My favorites | Sign in
Project Logo
          
Search
for
Updated Jan 23, 2008 by cwensel
CrawlDataWordCountCascade  
An annotated example of calculating word count in crawl data.

This is a slightly more complex Cascade example that uses pre-defined PipeAssemblies.

In short this example imports a text file of urls and page data into a Hadoop distributed filesystem. During the import, pdf files are removed from the stream, and a hacky ":nl:" string is replaced with new lines (used just to keep things simple).

Next the "page" values are parsed into valid xml, the body element is extracted, and then all the xhtml elements are removed. Finally each word is stuffed into a new tuple in the stream so they can be grouped on at the split.
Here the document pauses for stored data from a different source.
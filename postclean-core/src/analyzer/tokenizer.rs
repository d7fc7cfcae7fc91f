//! Streaming Word Tokenizer
//!
//! Splits scrubbed post text into word and punctuation tokens. This is the
//! second stage of the pipeline: emoji and links are already gone, and what
//! remains is free text in any script.
//!
//! ## What It Does
//!
//! Given `"Привет, мир... 3.14 кто-то"` it emits:
//!
//! ```ignore
//! ("Привет", TokenKind::Word, 0)
//! (",",      TokenKind::Punct, 1)
//! ("мир",    TokenKind::Word, 2)
//! ("...",    TokenKind::Punct, 3)
//! ("3.14",   TokenKind::Word, 4)
//! ("кто-то", TokenKind::Word, 5)
//! ```
//!
//! ## Boundary Rules
//!
//! - Unicode whitespace separates tokens and never appears inside one
//! - A **word** is a run of alphanumeric characters and combining marks
//! - `-`, `_`, `'` and `’` stay inside a word when both neighbours are word characters
//! - `.` and `,` stay inside a word when both neighbours are digits
//! - Anything else is **punctuation**; a run of the same punctuation character
//!   is one token (`...`, `!!`), different characters are separate tokens
//!
//! ## Zero Allocation
//!
//! Tokens are `&str` slices of the input handed to a callback. Nothing is
//! copied and nothing is collected unless the caller does it.
//!
//! ## Usage
//!
//! ```rust
//! use postclean_core::analyzer::tokenizer::WordTokenizer;
//!
//! let mut words = Vec::new();
//! WordTokenizer::new().tokenize("Hello, world!", |text, _kind, _pos| words.push(text));
//! assert_eq!(words, ["Hello", ",", "world", "!"]);
//! ```

/// What a token is made of.
///
/// `#[repr(u8)]` keeps it one byte so it can ride along with each token for free.
#[derive(Debug, Clone, Copy, PartialEq, Eq)]
#[repr(u8)]
pub enum TokenKind {
    /// Letters, digits and the joiners between them.
    Word = 0,
    /// A run of one repeated punctuation or symbol character.
    Punct = 1,
}

/// Streaming word tokenizer.
///
/// Stateless; one instance can be reused and shared across threads.
///
/// ## Example
///
/// ```
/// use postclean_core::analyzer::tokenizer::{TokenKind, WordTokenizer};
///
/// let mut punct = 0;
/// WordTokenizer::new().tokenize("wait... what?!", |_, kind, _| {
///     if kind == TokenKind::Punct {
///         punct += 1;
///     }
/// });
///
/// assert_eq!(punct, 3); // "...", "?", "!"
/// ```
#[derive(Debug, Default, Copy, Clone)]
pub struct WordTokenizer;

impl WordTokenizer {
    /// Creates a tokenizer.
    #[inline]
    pub const fn new() -> Self {
        Self
    }

    /// Tokenizes `text` and emits `(text, kind, position)` left to right.
    ///
    /// Position is `u32`. After emitting a token at position `u32::MAX`,
    /// further emissions stop (overflow protection).
    #[inline]
    #[allow(clippy::needless_lifetimes)]
    pub fn tokenize<'n, F>(&self, text: &'n str, mut emit: F)
    where
        F: FnMut(&'n str, TokenKind, u32),
    {
        let mut chars = text.char_indices().peekable();
        let mut pos = 0u32;

        while let Some((start, c)) = chars.next() {
            if c.is_whitespace() {
                continue;
            }

            let mut end = start + c.len_utf8();
            let kind = if is_word_char(c) {
                let mut prev = c;
                while let Some(&(i, next)) = chars.peek() {
                    if is_word_char(next) {
                        chars.next();
                        end = i + next.len_utf8();
                        prev = next;
                        continue;
                    }

                    // A joiner is only consumed when a word character follows it;
                    // that character is taken on the next turn and extends `end`.
                    let after = text[i + next.len_utf8()..].chars().next();
                    match after {
                        Some(after) if joins(prev, next, after) => {
                            chars.next();
                        }
                        _ => break,
                    }
                }
                TokenKind::Word
            } else {
                while let Some(&(i, next)) = chars.peek() {
                    if next != c {
                        break;
                    }
                    chars.next();
                    end = i + next.len_utf8();
                }
                TokenKind::Punct
            };

            emit(&text[start..end], kind, pos);
            if pos == u32::MAX {
                return;
            }
            pos += 1;
        }
    }
}

/// Letters, digits and combining marks.
#[inline]
fn is_word_char(c: char) -> bool {
    c.is_alphanumeric() || is_combining_mark(c)
}

#[inline]
fn is_combining_mark(c: char) -> bool {
    matches!(
        c,
        '\u{0300}'..='\u{036F}'
            | '\u{0483}'..='\u{0489}'
            | '\u{1AB0}'..='\u{1AFF}'
            | '\u{1DC0}'..='\u{1DFF}'
            | '\u{20D0}'..='\u{20FF}'
            | '\u{FE20}'..='\u{FE2F}'
    )
}

/// Whether `joiner` between `prev` and `next` keeps the word together.
#[inline]
fn joins(prev: char, joiner: char, next: char) -> bool {
    match joiner {
        '-' | '_' | '\'' | '\u{2019}' => is_word_char(next),
        '.' | ',' => prev.is_numeric() && next.is_numeric(),
        _ => false,
    }
}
One split groups on words and urls, another just on words, then the words are counted. Resulting in one file of url, word, and count, and a second file of word and count.

The final flow exports the two above files from the Hadoop filesystem onto the local one, and saves them as text files.

    String inputPath = args[ 0 ];
    String pagesPath = args[ 1 ] + "/pages/";
    String urlsPath = args[ 1 ] + "/urls/";
    String wordsPath = args[ 1 ] + "/words/";
    String localUrlsPath = args[ 2 ] + "/urls/";
    String localWordsPath = args[ 2 ] + "/words/";

    // import a text file with crawled pages from the local filesystem into a Hadoop distributed filesystem
    // the imported file will be a native Hadoop sequence file with the fields "page" and "url"
    // note this examples stores crawl pages as a tabbed file, with the first field being the "url"
    // and the second being the "raw" document that had all new line chars ("\n") converted to the text ":nl:".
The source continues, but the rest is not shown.